Gobardiha is situated in the Deukhuri Valley near the southern foothills of the Chure range. Academic research on the area places the settlement at approximately 270 metres above sea level and describes its location south of the West Rapti River and near the foothills.

The Rapti River is an important river associated with the area. The river and local streams have historically supported agriculture and irrigation in the Deukhuri region.

== History ==

Gobardiha has historically been an agricultural settlement associated with the Tharu communities of the Deukhuri region. Academic research on Gobardiha documents traditional Tharu agricultural practices, livestock keeping, fishing and the use of forest resources.

The Deukhuri Valley was historically affected by malaria and remained relatively isolated for much of the twentieth century. The eradication of malaria and subsequent settlement and development contributed to demographic and social changes in the valley.

Gobardiha was previously administered as a Village Development Committee. During Nepal's local-level restructuring in 2017, the former Gobardiya VDC became part of Gadhawa Rural Municipality.

== Population ==

The former Gobardiya VDC had a population of 15,322 according to the 2011 Nepal census. The figure consisted of 7,331 males and 7,991 females living in 2,873 households.

This figure refers to the former Gobardiya VDC and should not be interpreted as the current population of Gobardiha settlement or present-day Ward No. 3.

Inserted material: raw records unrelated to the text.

use std::future::Future;
use std::path::Path;

use anyhow::{anyhow, Context};
use tokio::io::{AsyncBufReadExt, BufReader};
use tokio::sync::mpsc::{unbounded_channel, UnboundedReceiver, UnboundedSender};
use tracing::{debug, info, warn};

use crate::llm::media::{GeneratedImage, ImageFile};
use crate::llm::studio_api::{
    analyze_portrait_subject, generate_camera_suggestions, generate_creative_suggestions,
    generate_final_image, generate_with_imagen, retouch_portrait_image, upscale_image,
    SuggestionConcept,
};
use crate::llm::StudioError;
use crate::presets::catalog::{
    catalog, find_by_id, DIRECTOR_SHOTS, EXPORT_ASPECT_RATIOS, PROMPT_ENHANCER_KEYWORDS,
};
use crate::presets::portrait::AiAnalysisReport;
use crate::presets::types::{Category, Preset, ShotCategory, UpscaleTarget};
use crate::session::command::{Command, HELP_TEXT};
use crate::session::output::save_all;
use crate::state::AppState;
use crate::studio::state::{GenerationRequest, StudioRequest};
use crate::studio::{Action, ActionError, Mode, StudioState};
use crate::utils::logging::{read_recent_log_lines, LogStream};
use crate::utils::timing::ActionTimer;

const LIGHTING_FIELDS: [&str; 4] = ["temp", "temperature", "intensity", "hardness"];

/// What a finished remote call produced.
#[derive(Debug)]
pub enum JobOutcome {
    Studio {
        request: StudioRequest,
        result: Result<GeneratedImage, StudioError>,
    },
    Generation {
        request: GenerationRequest,
        result: Result<Vec<GeneratedImage>, StudioError>,
    },
    Suggestions(Result<Vec<SuggestionConcept>, StudioError>),
    CameraSuggestions(Result<Vec<&'static Preset>, StudioError>),
    Analysis(Result<AiAnalysisReport, StudioError>),
    Retouch(Result<GeneratedImage, StudioError>),
    Upscale {
        target: UpscaleTarget,
        director_id: Option<String>,
        result: Result<GeneratedImage, StudioError>,
    },
    /// One entry per shot, in request order.
    Director(Vec<(String, Result<GeneratedImage, StudioError>)>),
}

impl JobOutcome {
    fn status(&self) -> &'static str {
        let ok = match self {
            JobOutcome::Studio { result, .. } => result.is_ok(),
            JobOutcome::Generation { result, .. } => result.is_ok(),
            JobOutcome::Suggestions(result) => result.is_ok(),
            JobOutcome::CameraSuggestions(result) => result.is_ok(),
            JobOutcome::Analysis(result) => result.is_ok(),
            JobOutcome::Retouch(result) => result.is_ok(),
            JobOutcome::Upscale { result, .. } => result.is_ok(),
            JobOutcome::Director(shots) => shots.iter().any(|(_, result)| result.is_ok()),
        };
        if ok {
            "success"
        } else {
            "error"
        }
    }
}

#[derive(Debug)]
pub struct JobEvent {
    pub epoch: u64,
    pub action: Action,
    pub outcome: JobOutcome,
}

#[derive(Debug, PartialEq)]
pub enum Reply {
    Lines(Vec<String>),
    /// Stop reading input until nothing is in progress.
    Wait,
    Quit,
}

pub struct Session {
    state: AppState,
    events: UnboundedSender<JobEvent>,
}
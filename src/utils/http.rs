use once_cell::sync::Lazy;
use reqwest::Client;
use std::time::Duration;

use crate::config::CONFIG;

static HTTP_CLIENT: Lazy<Client> = Lazy::new(|| {
    Client::builder()
        .connect_timeout(Duration::from_secs(15))
        .timeout(Duration::from_secs(CONFIG.gemini_timeout_seconds.max(1)))
        .gzip(true)
        .brotli(true)
        .build()
        .unwrap_or_else(|_| Client::new())
});

pub fn get_http_client() -> &'static Client {
    &HTTP_CLIENT
}
/// The briefing file handed to the director model next to its system prompt.
pub fn director_briefing(custom_prompt: &str, settings: &ChosenSettings, has_reference: bool) -> String {
    let style = if has_reference {
        "Analyze the attached style reference image (Image 2)."
    } else {
        "None"
    };
    let inputs = json!({
        "subject_keyword": PRODUCT_TOKEN,
        "subject_description": "Analyze the attached product image (Image 1) to describe the subject in detail.",
        "user_scene_request": custom_prompt.trim(),
        "style_ref_description": style,
        "camera_angle_selection": camera_selection(settings),
        "lighting_selection": lighting_selection(settings),
    });
    let inputs = serde_json::to_string_pretty(&inputs).unwrap_or_else(|_| inputs.to_string());

    format!(
        "Here are the inputs for your task:\n{inputs}\n\n**Instructions:**\n\
1. Image 1 is the Product. Analyze it to populate 'subject_description'.\n\
2. Image 2 (if provided) is the Style Reference. Analyze it to populate 'style_ref_description'.\n\
3. Fulfill the \"AI Art Director\" role defined in your system instructions."
    )
}

pub fn virtual_shoot_instruction(prompts: &DirectorPrompts, export: &ExportSettings) -> String {
    let positive = prompts.positive_prompt.replace(PRODUCT_TOKEN, PRODUCT_REFERENCE);
    let background = if export.transparent {
        "- Background: Transparent (PNG)"
    } else {
        "- Background: Opaque"
    };
    format!(
        "**INSTRUCTIONS:**\n{positive}\n\n**CONSTRAINTS (AVOID):**\n{}\n\n**OUTPUT REQUIREMENTS:**\n- Aspect Ratio: {}\n{background}\n- Quality: Photorealistic, High Fidelity",
        prompts.negative_prompt,
        export.aspect_ratio.as_str()
    )
}
pub mod compose;
pub mod history;
pub mod metadata;
pub mod settings;
pub mod state;

pub use state::{Action, ActionError, Mode, StudioState};
#[cfg(test)]
mod tests {
    use super::*;
    use crate::llm::media::tests::tiny_png;
    use crate::presets::catalog::{find_by_id, none_preset};
    use crate::presets::portrait::DetectedProfile;
    use crate::presets::types::AspectRatio;

    fn png_file() -> ImageFile {
        ImageFile::from_bytes(tiny_png(), None, None).unwrap()
    }

    fn png_result() -> GeneratedImage {
        GeneratedImage {
            bytes: tiny_png(),
            mime_type: "image/png".to_string(),
        }
    }

    fn preset(category: Category, id: &str) -> &'static Preset {
        find_by_id(category, id).unwrap()
    }

    fn studio_ready() -> StudioState {
        let mut state = StudioState::default();
        state.set_product_image(png_file());
        state.set_custom_prompt("perfume bottle on black glass");
        state
    }

    #[test]
    fn camera_selection_parses_metadata_and_none_resets() {
        let mut state = StudioState::default();
        state.select_preset(Category::Camera, preset(Category::Camera, "hero-45"));
        assert_eq!(state.camera.focal_length, 42.5);
        assert_eq!(state.camera.pitch, -5.0);

        let outcome = state.select_preset(Category::Camera, none_preset(Category::Camera));
        assert_eq!(state.camera, CameraSettings::default());
        assert!(!outcome.wants_camera_suggestions);
    }

    #[test]
    fn camera_none_with_product_and_prompt_wants_suggestions() {
        let mut state = studio_ready();
        let outcome = state.select_preset(Category::Camera, none_preset(Category::Camera));
        assert!(outcome.wants_camera_suggestions);
    }

    #[test]
    fn reset_restores_defaults_but_keeps_history() {
        let mut state = studio_ready();
        state.select_preset(Category::Camera, preset(Category::Camera, "hero-45"));
        state.export.aspect_ratio = AspectRatio::Landscape;
        state.transition(Mode::Portrait);
        let request = state.studio_request().unwrap();
        state.record_studio_result(request, png_result());
        let epoch = state.begin(Action::Upscale).unwrap();

        state.reset();

        assert_eq!(state.mode, Mode::Studio);
        assert!(state.product_image.is_none());
        assert!(state.custom_prompt.is_empty());
        assert!(state.studio_result.is_none());
        assert_eq!(state.camera, CameraSettings::default());
        assert_eq!(state.selections, PresetSelections::default());
        assert_eq!(state.export, ExportSettings::default());
        assert_eq!(state.history.len(), 1);
        assert!(state.in_progress().is_none());
        assert!(!state.is_current(epoch));
    }

    #[test]
    fn second_action_is_rejected_while_one_runs() {
        let mut state = studio_ready();
        let epoch = state.begin(Action::Studio).unwrap();
        assert_eq!(
            state.begin(Action::Generate),
            Err(ActionError::Busy("generation"))
        );
        state.set_custom_prompt("editing while busy is fine");
        state.finish(epoch);
        assert!(state.begin(Action::Generate).is_ok());
    }

    #[test]
    fn offline_blocks_remote_actions() {
        let mut state = studio_ready();
        state.online = false;
        assert_eq!(state.begin(Action::Studio), Err(ActionError::Offline));
    }

    #[test]
    fn studio_request_needs_product_and_prompt() {
        let mut state = StudioState::default();
        assert_eq!(state.studio_request().unwrap_err(), ActionError::MissingProduct);
        state.set_product_image(png_file());
        assert_eq!(state.studio_request().unwrap_err(), ActionError::EmptyPrompt);
    }

    #[test]
    fn history_round_trip_restores_studio_controls() {
        let mut state = studio_ready();
        state.select_preset(Category::Camera, preset(Category::Camera, "hero-45"));
        let day = crate::presets::catalog::LIGHTING_PRESETS
            .iter()
            .filter(|preset| !preset.is_none())
            .take(2)
            .collect::<Vec<_>>();
        state.select_preset(Category::Lighting, day[0]);
        state.select_preset(Category::Lighting, day[1]);
        let original = state.chosen_settings();
        let request = state.studio_request().unwrap();
        state.record_studio_result(request, png_result());

        state.reset();
        state.load_from_history(0).unwrap();

        assert_eq!(state.mode, Mode::Studio);
        assert_eq!(state.chosen_settings(), original);
        assert_eq!(state.custom_prompt, "perfume bottle on black glass");
        assert!(state.studio_result.is_some());
    }

    #[test]
    fn generation_items_load_into_generate_mode() {
        let mut state = studio_ready();
        state.generation_prompt = "a teapot in space".to_string();
        state.negative_prompt = "text".to_string();
        let request = state.generation_request().unwrap();
        state.record_generation(request, vec![png_result(), png_result()]);
        assert!(state.product_image.is_none());

        state.set_product_image(png_file());
        state.load_from_history(0).unwrap();
        assert_eq!(state.mode, Mode::Generate);
        assert_eq!(state.generation_results.len(), 2);
        assert_eq!(state.negative_prompt, "text");
        assert!(state.product_image.is_none());
        assert_eq!(state.export, ExportSettings::default());
        assert_eq!(state.load_from_history(5), Err(ActionError::UnknownHistoryItem(5)));
    }

    #[test]
    fn upscale_prepends_tagged_history_entry() {
        let mut state = studio_ready();
        assert_eq!(state.upscale_source(), Err(ActionError::NothingToUpscale));
        let request = state.studio_request().unwrap();
        state.record_studio_result(request, png_result());
        state.record_upscale(UpscaleTarget::FourK, png_result());
        let newest = state.history.get(0).unwrap();
        assert!(newest.id.ends_with("-upscaled"));
        assert_eq!(newest.prompt, "Upscaled to 4K");
        assert!(newest.source.is_some());
    }

    #[test]
    fn analysis_adopts_only_auto_profiles() {
        let mut state = StudioState::default();
        state.set_portrait_image(png_file());
        let mut report = AiAnalysisReport::failed();
        report.profile = DetectedProfile::Senior;
        assert_eq!(state.apply_analysis(report.clone()), Some(AiProfile::Senior));
        assert_eq!(
            state.portrait.settings,
            PortraitRetouchSettings::defaults_for(AiProfile::Senior)
        );

        report.profile = DetectedProfile::Group;
        state.set_portrait_image(png_file());
        assert_eq!(state.apply_analysis(report), None);
        assert_eq!(state.portrait.profile, AiProfile::Off);

        state.apply_analysis_failure();
        let analysis = state.portrait.analysis.as_ref().unwrap();
        assert_eq!(analysis.key_observations, vec!["AI analysis failed.".to_string()]);
    }

    #[test]
    fn director_shots_count_and_directions() {
        let mut state = studio_ready();
        assert_eq!(state.active_shot_count(), 1);
        let request = state.director_request().unwrap();
        assert_eq!(request.shots[0].0, MAGIC_SHOT_LABEL);

        assert!(state.toggle_shot("top-down").unwrap());
        assert!(state.toggle_shot("splash").unwrap());
        assert_eq!(state.active_shot_count(), 2);
        let request = state.director_request().unwrap();
        assert_eq!(
            request.shots[0].1,
            "perfume bottle on black glass, Top Down Shot"
        );
        assert!(!state.toggle_shot("splash").unwrap());
        assert!(state.toggle_shot("nope").is_err());

        state.set_custom_prompt("");
        state.director_shots.clear();
        assert_eq!(state.director_request().unwrap_err(), ActionError::NoShots);
    }

    #[test]
    fn director_results_can_be_replaced_and_deleted() {
        let mut state = StudioState::default();
        let id = state.record_director_result("Eye Level".to_string(), png_result());
        assert!(state.director_result(&id).is_ok());
        state.replace_director_image(&id, png_result()).unwrap();
        state.delete_director_result(&id).unwrap();
        assert!(state.delete_director_result(&id).is_err());
    }

    #[test]
    fn director_ids_are_not_reused_after_a_delete() {
        let mut state = StudioState::default();
        let first = state.record_director_result("Eye Level".to_string(), png_result());
        let second = state.record_director_result("Top Down".to_string(), png_result());
        state.delete_director_result(&first).unwrap();
        let third = state.record_director_result("Low Angle".to_string(), png_result());
        assert_ne!(third, second);
        assert_ne!(third, first);
        assert!(third.ends_with("-3"));
        assert_eq!(state.director_results.len(), 2);
    }

    #[test]
    fn suggestions_apply_prompt_and_settings() {
        let mut state = studio_ready();
        state.set_suggestions(vec![SuggestionConcept {
            concept_title: "Hero".to_string(),
            prompt_text: "45° Hero angle shot of the bottle".to_string(),
            settings_json: ChosenSettings {
                camera: Some("45° Hero".to_string()),
                lighting: Some("Not A Preset".to_string()),
                ..ChosenSettings::default()
            },
        }]);
        assert_eq!(state.apply_suggestion(2), Err(ActionError::UnknownSuggestion(2)));
        state.apply_suggestion(1).unwrap();
        assert_eq!(state.custom_prompt, "45° Hero angle shot of the bottle");
        assert_eq!(state.selections.primary(Category::Camera).id, "hero-45");
        assert!(state.selections.primary(Category::Lighting).is_none());
        assert_eq!(state.camera_constraint(), Some("45° Hero"));
    }

    #[test]
    fn partial_suggestion_details_keep_untouched_sliders() {
        let mut state = studio_ready();
        state.camera.aperture = 2.0;
        state.lighting.hardness = 60.0;
        let settings: ChosenSettings = serde_json::from_str(
            r#"{"Camera":"45° Hero","cameraDetails":{"focalLength":35},"lightingDetails":{"temperature":3200}}"#,
        )
        .unwrap();
        state.set_suggestions(vec![SuggestionConcept {
            concept_title: "Warm".to_string(),
            prompt_text: "Warm tungsten hero shot".to_string(),
            settings_json: settings,
        }]);
        state.apply_suggestion(1).unwrap();
        assert_eq!(state.camera.focal_length, 35.0);
        assert_eq!(state.camera.aperture, 2.0);
        assert_eq!(state.lighting.temperature, 3200.0);
        assert_eq!(state.lighting.hardness, 60.0);
    }
}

The 2021 Nepal census recorded the population of the entire Gadhawa Rural Municipality separately from individual settlements.

== Culture ==

Gobardiha is part of an area with a strong Tharu cultural presence. Research conducted in Gobardiha has documented traditional ecological knowledge, agricultural practices, fishing, livestock keeping and the relationship between local communities and the surrounding environment.

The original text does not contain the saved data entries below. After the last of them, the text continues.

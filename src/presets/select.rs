use crate::presets::types::PresetLike;

/// Applies one click on `preset` to the current selection of a category.
///
/// Single-select categories are replaced outright. In multi-select
/// categories the sentinel collapses the selection, any other preset toggles
/// its membership, and an emptied selection falls back to the sentinel.
pub fn select<'a, P: PresetLike>(
    preset: &'a P,
    current: &[&'a P],
    catalog: &'a [P],
    single_select: bool,
) -> Vec<&'a P> {
    if single_select {
        return vec![preset];
    }

    let Some(none) = sentinel(catalog) else {
        return toggle(preset, current);
    };

    if preset.is_none_sentinel() {
        return vec![none];
    }

    let next = toggle(preset, current);
    if next.is_empty() {
        vec![none]
    } else {
        next
    }
}

fn toggle<'a, P: PresetLike>(preset: &'a P, current: &[&'a P]) -> Vec<&'a P> {
    let was_selected = current.iter().any(|entry| entry.id() == preset.id());
    let mut next: Vec<&'a P> = current
        .iter()
        .copied()
        .filter(|entry| !entry.is_none_sentinel() && entry.id() != preset.id())
        .collect();
    if !was_selected {
        next.push(preset);
    }
    next
}

pub fn sentinel<P: PresetLike>(catalog: &[P]) -> Option<&P> {
    catalog.iter().find(|entry| entry.is_none_sentinel())
}

/// Comma-joined names of the real presets in a selection, or `"None"`.
pub fn joined_names<P: PresetLike>(selection: &[&P]) -> String {
    let names = selection
        .iter()
        .filter(|entry| !entry.is_none_sentinel())
        .map(|entry| entry.name())
        .collect::<Vec<_>>();
    if names.is_empty() {
        "None".to_string()
    } else {
        names.join(", ")
    }
}

#[cfg(test)]
mod tests {
    use super::*;
    use crate::presets::catalog::{CAMERA_PRESETS, LIGHTING_PRESETS};
    use crate::presets::types::Preset;

    fn lighting(id: &str) -> &'static Preset {
        LIGHTING_PRESETS.iter().find(|preset| preset.id == id).unwrap()
    }

    fn ids(selection: &[&Preset]) -> Vec<&'static str> {
        selection.iter().map(|preset| preset.id).collect()
    }

    #[test]
    fn selecting_sentinel_collapses_any_selection() {
        let current = vec![lighting("day-01"), lighting("night-02")];
        let next = select(lighting("none"), &current, LIGHTING_PRESETS, false);
        assert_eq!(ids(&next), vec!["none"]);

        let next = select(lighting("none"), &[lighting("none")], LIGHTING_PRESETS, false);
        assert_eq!(ids(&next), vec!["none"]);
    }

    #[test]
    fn adding_a_preset_evicts_the_sentinel() {
        let next = select(lighting("day-01"), &[lighting("none")], LIGHTING_PRESETS, false);
        assert_eq!(ids(&next), vec!["day-01"]);
    }

    #[test]
    fn toggling_a_present_preset_removes_it() {
        let current = vec![lighting("day-01"), lighting("day-02")];
        let next = select(lighting("day-01"), &current, LIGHTING_PRESETS, false);
        assert_eq!(ids(&next), vec!["day-02"]);
    }

    #[test]
    fn emptied_selection_falls_back_to_sentinel() {
        let next = select(lighting("day-03"), &[lighting("day-03")], LIGHTING_PRESETS, false);
        assert_eq!(ids(&next), vec!["none"]);
    }

    #[test]
    fn single_select_always_holds_one_entry() {
        let mut current = vec![&CAMERA_PRESETS[0]];
        for preset in CAMERA_PRESETS.iter().chain(CAMERA_PRESETS.iter().rev()) {
            current = select(preset, &current, CAMERA_PRESETS, true);
            assert_eq!(current.len(), 1);
            assert_eq!(current[0].id, preset.id);
        }
    }

    #[test]
    fn selection_preserves_click_order() {
        let mut current = vec![lighting("none")];
        for id in ["night-05", "day-01", "night-01"] {
            current = select(lighting(id), &current, LIGHTING_PRESETS, false);
        }
        assert_eq!(ids(&current), vec!["night-05", "day-01", "night-01"]);
        assert_eq!(
            joined_names(&current),
            "Night-05: RGB Neo-Rim, Day-01: Window Soft + Negative Fill, Night-01: Low-Key Double Strip"
        );
    }

    #[test]
    fn joined_names_of_sentinel_is_none() {
        assert_eq!(joined_names(&[lighting("none")]), "None");
    }
}
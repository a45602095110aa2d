pub mod catalog;
pub mod portrait;
pub mod select;
pub mod types;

Local festivals, religious ceremonies, fairs and community gatherings form part of the cultural life of the settlement.

== Shivaratri fair ==

Gobardiha hosts a major annual Shivaratri fair associated with the worship of Shiva. The fair has been described as a long-standing religious and cultural event attracting people from Gobardiha and surrounding communities.

According to local historical accounts reported by The Record Nepal, the fair originated in the early twentieth century after a local tax collector, Jokhan Chaudhary, reported discovering a Shivalinga following a dream. The temple and associated festival subsequently developed into an important local religious gathering.

The fair combines religious observance with cultural performances, trade and social gatherings.

== Education ==

Education has been an important part of the development of Gobardiha.

According to the official profile of Gadhawa Rural Municipality, Gobardiha Saraswati High School was established in 2016 BS.

=== Saraswati Secondary School ===

Saraswati Secondary School is a government school located in Gadhawa Rural Municipality–3, Gobardiha. Government education records list the school among educational institutions in the area.

=== Adarsha Ratri Basic School ===

Adarsha Ratri Basic School, Gobardiya is a public school located in Gobardiha, Gadhawa–3. Government education records identify the school in the Gobardiha area.
=== Nepal English Boarding School ===

Nepal English Boarding School is a private educational institution located in Gadhawa Rural Municipality–3, Gobardiha, Dang District, Lumbini Province, Nepal. The school provides education to students from Gobardiha and surrounding communities.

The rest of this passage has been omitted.